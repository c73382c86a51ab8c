//! Seed files: members and profile field groups loaded at startup.
//!
//! ```json
//! {
//!   "members": [{ "name": "Admin", "role": "administrator", "token": "s3cret" }],
//!   "groups": [{
//!     "name": "Base",
//!     "fields": [{ "type": "textbox", "name": "Name", "can_delete": false }]
//!   }]
//! }
//! ```

use std::path::Path;

use serde::Deserialize;

use crate::community::Community;
use crate::error::CommunityError;
use crate::member::{Member, Role};
use crate::profile::{FieldType, NewField, NewFieldGroup, NewOption, OrderBy, VisibilityLevel};

/// Seed file contents.
#[derive(Debug, Deserialize, Default)]
pub struct SeedFile {
    #[serde(default)]
    pub members: Vec<SeedMember>,
    #[serde(default)]
    pub groups: Vec<SeedGroup>,
}

/// A member to register.
#[derive(Debug, Deserialize)]
pub struct SeedMember {
    pub name: String,
    pub role: Role,
    /// Generated when absent
    #[serde(default)]
    pub token: Option<String>,
}

/// A group and the fields it holds.
#[derive(Debug, Deserialize)]
pub struct SeedGroup {
    #[serde(flatten)]
    pub group: NewFieldGroup,
    #[serde(default)]
    pub fields: Vec<SeedField>,
}

/// A field inside a seed group; the group id is assigned while seeding.
#[derive(Debug, Deserialize)]
pub struct SeedField {
    #[serde(rename = "type")]
    pub field_type: FieldType,
    pub name: String,
    #[serde(default)]
    pub description: String,
    #[serde(default)]
    pub is_required: bool,
    #[serde(default = "default_true")]
    pub can_delete: bool,
    #[serde(default)]
    pub field_order: u32,
    #[serde(default)]
    pub order_by: OrderBy,
    #[serde(default)]
    pub visibility_level: VisibilityLevel,
    #[serde(default)]
    pub options: Vec<NewOption>,
}

impl SeedField {
    fn into_new_field(self, group_id: u64) -> NewField {
        NewField {
            description: self.description,
            is_required: self.is_required,
            can_delete: self.can_delete,
            field_order: self.field_order,
            order_by: self.order_by,
            visibility_level: self.visibility_level,
            options: self.options,
            ..NewField::new(group_id, self.field_type, self.name)
        }
    }
}

/// What a seed run created.
#[derive(Debug, Default)]
pub struct SeedSummary {
    pub members: Vec<Member>,
    pub groups: usize,
    pub fields: usize,
}

impl SeedFile {
    /// Reads and parses a seed file.
    pub fn load(path: &Path) -> Result<Self, CommunityError> {
        let contents = std::fs::read_to_string(path).map_err(|e| {
            CommunityError::SeedError(format!("failed to read {}: {}", path.display(), e))
        })?;
        Self::parse(&contents)
    }

    /// Parses seed JSON.
    pub fn parse(contents: &str) -> Result<Self, CommunityError> {
        serde_json::from_str(contents)
            .map_err(|e| CommunityError::SeedError(format!("invalid seed file: {}", e)))
    }

    /// Registers every member, group and field into `community`.
    pub fn apply(self, community: &Community) -> Result<SeedSummary, CommunityError> {
        let mut summary = SeedSummary::default();

        for member in self.members {
            summary
                .members
                .push(community.add_member(member.name, member.role, member.token)?);
        }

        for seed_group in self.groups {
            let group = community.create_group(seed_group.group)?;
            summary.groups += 1;
            for field in seed_group.fields {
                community.create_field(field.into_new_field(group.id))?;
                summary.fields += 1;
            }
        }

        tracing::info!(
            "Seeded {} members, {} groups, {} fields",
            summary.members.len(),
            summary.groups,
            summary.fields
        );
        Ok(summary)
    }
}

fn default_true() -> bool {
    true
}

* [What you need to do]
Determine the number of lines in the data that contain "struct" as a word or string, and state only that number.

* [Answer to the problem]
5